__Assignment__
Only certain lines below are wanted: those starting at the line containing "pub fn read_records(path: &Path)" and ending at the line containing "the control word", both included, each retyped exactly.

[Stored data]
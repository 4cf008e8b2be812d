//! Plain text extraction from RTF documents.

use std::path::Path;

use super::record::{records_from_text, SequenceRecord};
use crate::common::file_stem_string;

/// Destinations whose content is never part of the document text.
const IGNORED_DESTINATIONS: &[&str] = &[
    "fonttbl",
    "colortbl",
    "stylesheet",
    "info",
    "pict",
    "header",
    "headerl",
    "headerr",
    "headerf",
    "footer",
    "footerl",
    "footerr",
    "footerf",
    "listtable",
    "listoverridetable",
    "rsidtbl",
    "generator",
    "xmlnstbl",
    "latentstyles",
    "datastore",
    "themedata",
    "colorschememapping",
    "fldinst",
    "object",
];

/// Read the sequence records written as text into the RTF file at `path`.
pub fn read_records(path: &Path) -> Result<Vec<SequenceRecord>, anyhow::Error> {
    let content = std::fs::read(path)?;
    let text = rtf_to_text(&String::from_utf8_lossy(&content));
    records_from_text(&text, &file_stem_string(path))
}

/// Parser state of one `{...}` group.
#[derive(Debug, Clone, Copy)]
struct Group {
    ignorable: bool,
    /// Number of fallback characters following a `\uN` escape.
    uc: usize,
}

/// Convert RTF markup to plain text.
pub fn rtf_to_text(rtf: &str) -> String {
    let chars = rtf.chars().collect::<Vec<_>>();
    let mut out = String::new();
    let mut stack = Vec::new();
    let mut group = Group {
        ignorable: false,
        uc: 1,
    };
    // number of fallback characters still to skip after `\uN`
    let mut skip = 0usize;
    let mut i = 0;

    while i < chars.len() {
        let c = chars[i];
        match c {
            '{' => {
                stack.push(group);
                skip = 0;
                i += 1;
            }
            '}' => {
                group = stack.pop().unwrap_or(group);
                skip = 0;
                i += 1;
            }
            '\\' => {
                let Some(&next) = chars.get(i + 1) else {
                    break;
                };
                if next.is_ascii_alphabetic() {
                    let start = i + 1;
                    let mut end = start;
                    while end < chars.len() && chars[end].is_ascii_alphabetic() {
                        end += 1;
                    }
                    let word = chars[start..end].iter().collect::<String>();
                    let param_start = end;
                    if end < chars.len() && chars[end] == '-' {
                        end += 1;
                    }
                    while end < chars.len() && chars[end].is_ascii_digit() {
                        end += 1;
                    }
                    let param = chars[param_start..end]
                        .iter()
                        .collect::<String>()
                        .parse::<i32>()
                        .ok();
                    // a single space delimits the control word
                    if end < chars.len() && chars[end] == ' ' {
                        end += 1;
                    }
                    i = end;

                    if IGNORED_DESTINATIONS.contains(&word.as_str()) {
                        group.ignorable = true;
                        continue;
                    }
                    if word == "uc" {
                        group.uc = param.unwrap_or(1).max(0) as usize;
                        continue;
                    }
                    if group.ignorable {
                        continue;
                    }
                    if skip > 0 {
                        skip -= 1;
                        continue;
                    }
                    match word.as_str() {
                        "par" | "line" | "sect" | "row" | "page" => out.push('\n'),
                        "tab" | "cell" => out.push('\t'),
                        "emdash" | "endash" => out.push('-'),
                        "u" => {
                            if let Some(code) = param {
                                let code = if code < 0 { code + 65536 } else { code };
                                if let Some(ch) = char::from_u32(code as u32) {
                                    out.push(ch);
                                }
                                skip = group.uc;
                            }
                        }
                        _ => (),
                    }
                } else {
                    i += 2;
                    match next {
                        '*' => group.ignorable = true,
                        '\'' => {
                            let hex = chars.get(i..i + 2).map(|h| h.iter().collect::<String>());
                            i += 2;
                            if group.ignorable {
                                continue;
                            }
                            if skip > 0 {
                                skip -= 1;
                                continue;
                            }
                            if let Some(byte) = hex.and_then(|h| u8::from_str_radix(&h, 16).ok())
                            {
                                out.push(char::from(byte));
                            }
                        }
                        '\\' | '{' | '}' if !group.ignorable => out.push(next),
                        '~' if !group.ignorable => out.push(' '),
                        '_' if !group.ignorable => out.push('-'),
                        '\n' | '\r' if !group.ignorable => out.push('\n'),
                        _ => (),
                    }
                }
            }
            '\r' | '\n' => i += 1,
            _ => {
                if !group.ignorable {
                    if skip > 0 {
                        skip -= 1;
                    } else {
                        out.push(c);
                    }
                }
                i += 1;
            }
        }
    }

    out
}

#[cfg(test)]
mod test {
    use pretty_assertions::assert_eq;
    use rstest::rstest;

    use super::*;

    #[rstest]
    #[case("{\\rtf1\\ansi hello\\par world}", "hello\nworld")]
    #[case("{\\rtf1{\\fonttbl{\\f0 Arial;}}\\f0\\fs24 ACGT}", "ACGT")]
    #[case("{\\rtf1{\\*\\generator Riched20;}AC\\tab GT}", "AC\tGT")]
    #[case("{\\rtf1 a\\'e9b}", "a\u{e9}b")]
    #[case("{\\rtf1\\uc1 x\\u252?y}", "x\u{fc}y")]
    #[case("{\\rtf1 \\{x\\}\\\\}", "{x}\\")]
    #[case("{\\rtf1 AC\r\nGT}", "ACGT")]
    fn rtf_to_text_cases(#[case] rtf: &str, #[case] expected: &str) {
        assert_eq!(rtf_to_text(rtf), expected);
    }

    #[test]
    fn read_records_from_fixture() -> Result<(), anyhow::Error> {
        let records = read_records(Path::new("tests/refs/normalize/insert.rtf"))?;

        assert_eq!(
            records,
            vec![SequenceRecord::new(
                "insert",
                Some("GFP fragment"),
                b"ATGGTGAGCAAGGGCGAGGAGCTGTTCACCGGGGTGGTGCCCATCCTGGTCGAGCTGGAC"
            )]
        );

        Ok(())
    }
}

...

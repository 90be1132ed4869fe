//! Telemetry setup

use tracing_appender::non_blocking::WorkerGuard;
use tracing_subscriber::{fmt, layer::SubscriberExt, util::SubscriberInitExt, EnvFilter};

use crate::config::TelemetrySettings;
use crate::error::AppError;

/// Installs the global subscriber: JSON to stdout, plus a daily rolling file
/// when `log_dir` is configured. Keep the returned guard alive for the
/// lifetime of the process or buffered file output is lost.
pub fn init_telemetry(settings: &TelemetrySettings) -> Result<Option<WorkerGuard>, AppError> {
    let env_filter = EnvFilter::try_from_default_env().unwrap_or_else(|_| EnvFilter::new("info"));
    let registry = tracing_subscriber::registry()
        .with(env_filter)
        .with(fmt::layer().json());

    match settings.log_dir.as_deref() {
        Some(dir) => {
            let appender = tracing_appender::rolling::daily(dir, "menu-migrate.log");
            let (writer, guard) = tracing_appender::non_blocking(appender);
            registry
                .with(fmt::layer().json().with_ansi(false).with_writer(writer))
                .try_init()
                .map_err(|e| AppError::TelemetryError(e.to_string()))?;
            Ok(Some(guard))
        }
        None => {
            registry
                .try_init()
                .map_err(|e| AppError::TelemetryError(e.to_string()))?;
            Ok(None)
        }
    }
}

__Task answer__
pub fn read_records(path: &Path) -> Result<Vec<SequenceRecord>, anyhow::Error> {
    let content = std::fs::read(path)?;
    let text = rtf_to_text(&String::from_utf8_lossy(&content));
    records_from_text(&text, &file_stem_string(path))
}

/// Parser state of one `{...}` group.
#[derive(Debug, Clone, Copy)]
struct Group {
    ignorable: bool,
    /// Number of fallback characters following a `\uN` escape.
    uc: usize,
}

/// Convert RTF markup to plain text.
pub fn rtf_to_text(rtf: &str) -> String {
    let chars = rtf.chars().collect::<Vec<_>>();
    let mut out = String::new();
    let mut stack = Vec::new();
    let mut group = Group {
        ignorable: false,
        uc: 1,
    };
    // number of fallback characters still to skip after `\uN`
    let mut skip = 0usize;
    let mut i = 0;

    while i < chars.len() {
        let c = chars[i];
        match c {
            '{' => {
                stack.push(group);
                skip = 0;
                i += 1;
            }
            '}' => {
                group = stack.pop().unwrap_or(group);
                skip = 0;
                i += 1;
            }
            '\\' => {
                let Some(&next) = chars.get(i + 1) else {
                    break;
                };
                if next.is_ascii_alphabetic() {
                    let start = i + 1;
                    let mut end = start;
                    while end < chars.len() && chars[end].is_ascii_alphabetic() {
                        end += 1;
                    }
                    let word = chars[start..end].iter().collect::<String>();
                    let param_start = end;
                    if end < chars.len() && chars[end] == '-' {
                        end += 1;
                    }
                    while end < chars.len() && chars[end].is_ascii_digit() {
                        end += 1;
                    }
                    let param = chars[param_start..end]
                        .iter()
                        .collect::<String>()
                        .parse::<i32>()
                        .ok();
                    // a single space delimits the control word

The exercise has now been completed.